___ Raw data

//! Dependencies shared by every agent in one research request.

use crate::config::AgentSessionConfig;
use crate::cost::CostAccumulator;
use crate::llm::LanguageModel;
use crate::progress::{NullSink, ProgressSink};
use crate::tools::{SearchContext, SearchOptions, SearchProvider, Tool};
use crate::truncate::{CharEstimateCounter, TokenCounter};
use std::sync::Arc;
use tokio_util::sync::CancellationToken;

/// Explicitly constructed collaborators for one request. Cloning is cheap
/// and every clone shares the same cost ledger, progress sink and
/// cancellation token.
#[derive(Clone)]
pub struct ResearchSession {
    pub config: Arc<AgentSessionConfig>,
    pub model: Arc<dyn LanguageModel>,
    pub search: Option<Arc<dyn SearchProvider>>,
    pub search_options: SearchOptions,
    /// Extra researcher tools such as MCP-backed connectors.
    pub connectors: Vec<Arc<dyn Tool>>,
    pub costs: Arc<CostAccumulator>,
    pub progress: Arc<dyn ProgressSink>,
    pub token_counter: Arc<dyn TokenCounter>,
    pub cancel: CancellationToken,
}

impl ResearchSession {
    pub fn new(config: AgentSessionConfig, model: Arc<dyn LanguageModel>) -> Self {
        Self {
            config: Arc::new(config),
            model,
            search: None,
            search_options: SearchOptions::default(),
            connectors: Vec::new(),
            costs: Arc::new(CostAccumulator::default()),
            progress: Arc::new(NullSink),
            token_counter: Arc::new(CharEstimateCounter),
            cancel: CancellationToken::new(),
        }
    }

    pub fn with_search(mut self, provider: Arc<dyn SearchProvider>, options: SearchOptions) -> Self {
        self.search = Some(provider);
        self.search_options = options;
        self
    }

    pub fn with_connector(mut self, tool: Arc<dyn Tool>) -> Self {
        self.connectors.push(tool);
        self
    }

    pub fn with_costs(mut self, costs: Arc<CostAccumulator>) -> Self {
        self.costs = costs;
        self
    }

    pub fn with_progress(mut self, progress: Arc<dyn ProgressSink>) -> Self {
        self.progress = progress;
        self
    }

    pub fn with_token_counter(mut self, counter: Arc<dyn TokenCounter>) -> Self {
        self.token_counter = counter;
        self
    }

    pub fn with_cancellation(mut self, cancel: CancellationToken) -> Self {
        self.cancel = cancel;
        self
    }

    /// Search wiring for the researcher, present only when the provider has
    /// credentials.
    pub fn search_context(&self) -> Option<SearchContext> {
        let provider = self.search.as_ref().filter(|p| p.is_configured())?;
        Some(SearchContext {
            provider: Arc::clone(provider),
            options: self.search_options.clone(),
            max_results: self.config.search_max_results,
            progress: Arc::clone(&self.progress),
            costs: Arc::clone(&self.costs),
        })
    }
}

______

▶ _Requirement_: Copy every line of the data above in which the string "ProgressSink" appears.

▶ _Written solution_:
use crate::progress::{NullSink, ProgressSink};
    pub progress: Arc<dyn ProgressSink>,
    pub fn with_progress(mut self, progress: Arc<dyn ProgressSink>) -> Self {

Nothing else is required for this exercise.